As mentioned in other sections, the Nang Rong Project has collected data over time, or longitudinally, which allows us to actually observe some villages as they come into being. With this information, we can at least find out where new villages are forming. This would allow us to answer some questions about the physical features that are important to villagers in choosing where to live. Elevation may be a big one, but other factors, like distance to rice land, land suitable for other types of crops, roads, and many other features may be just as important.

A Research Van from Mahidol University

ABOVE: The distance to major transportation lines such as roads and railways is a major factor to consider in the placement of a village. Roads permit the transport of agricultural crops, goods and services, people, and sometimes, as shown here, vanloads of researchers from Mahidol University!

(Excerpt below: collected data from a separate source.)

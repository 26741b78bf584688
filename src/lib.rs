#![allow(clippy::missing_errors_doc)]
#![allow(clippy::missing_panics_doc)]
#![allow(clippy::uninlined_format_args)]

//! # Background compositing service
//!
//! Replaces the background of a portrait: a salient-object segmentation
//! network (U²-Net, 320×320 input) separates the subject, which is then
//! scaled and placed bottom-centre onto a team backdrop.
//!
//! ## Pipeline
//!
//! 1. [`utils::ImagePreprocessor`] stretches the photo to the model input and
//!    normalizes it with the ImageNet statistics.
//! 2. [`SegmentationService`] runs the model (loaded once, shared by all
//!    requests) through an [`InferenceBackend`].
//! 3. [`SaliencyMap`] min-max normalizes the output and resizes it back to the
//!    photo's size.
//! 4. [`ForegroundExtractor`] thresholds the map into an alpha channel and
//!    finds the subject's bounding box.
//! 5. [`Compositor`] crops, scales and blends the subject onto the background.
//!
//! [`CompositeProcessor`] runs the whole chain; [`server`] exposes it over HTTP.
//!
//! ## Example
//!
//! ```rust,no_run
//! use bg_composite::{CompositeProcessor, InferenceConfig, ScaleFactor, SegmentationService};
//! use std::sync::Arc;
//!
//! # fn example() -> bg_composite::Result<()> {
//! let segmentation = Arc::new(SegmentationService::new(InferenceConfig::default()));
//! let processor = CompositeProcessor::new(segmentation, 0.2);
//!
//! let portrait = image::open("portrait.jpg")?;
//! let backdrop = image::open("bg/blue/stadium.png")?;
//! let result = processor.process(&portrait, &backdrop, ScaleFactor::new(0.75))?;
//! result.image.save("composite.png")?;
//! # Ok(())
//! # }
//! ```
//!
//! ## Feature flags
//!
//! - `onnx` (default): ONNX Runtime backend with CUDA/CoreML providers
//! - `tract` (default): pure Rust backend
//! - `cli` (default): the `bg-composite` binary, subscriber setup, download progress
//! - `tracing-json`, `tracing-files`: extra log outputs for the binary
//! - `webp-support`: accept WebP uploads

pub mod backends;
#[cfg(feature = "cli")]
pub mod cli;
pub mod compositor;
pub mod config;
pub mod download;
pub mod error;
pub mod foreground;
pub mod inference;
pub mod mask;
pub mod models;
pub mod processor;
pub mod segmentation;
pub mod server;
pub mod services;
#[cfg(feature = "cli")]
pub mod tracing_config;
pub mod utils;

pub use backends::{BackendFactory, DefaultBackendFactory};
pub use compositor::{Compositor, Placement, ScaleFactor};
pub use config::{
    BackendType, ExecutionProvider, InferenceConfig, ServerConfig, ServerConfigBuilder,
    DEFAULT_MASK_THRESHOLD, DEFAULT_RESIZE_PERCENTAGE,
};
pub use download::{FetchOutcome, FetchRequest, ModelDownloader};
pub use error::{CompositeError, Result};
pub use foreground::{BoundingBox, Foreground, ForegroundExtractor};
pub use inference::InferenceBackend;
pub use mask::SaliencyMap;
pub use models::{ModelInfo, ModelManager, PreprocessingConfig};
pub use processor::{CompositeProcessor, CompositeResult, ProcessingTimings};
pub use segmentation::SegmentationService;
pub use server::{create_router, serve, AppState};
pub use services::{BackgroundEntry, BackgroundStore, ImageIOService, ResultWriter};

#[cfg(feature = "cli")]
pub use tracing_config::{TracingConfig, TracingFormat, TracingOutput};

Another way that we can get around the problem of not being there to see some villages come into being is to ask the oldest people living there if they can recall in what year a village was established. Remember that most of our study villages in Nang Rong came into being after the 1950s. Using a GIS, we can code each village according to the date that it came into being, and examine the spatial features - social, geographic, economic, and otherwise - that seemed to attract people to those locations.

None of these methods is perfect, but together, they begin to give us a picture of how people settled this "frontier" region and why they may have chosen to settle where they did. This information, in turn, may be useful in places where new waves of people are settling, or may settle in the future.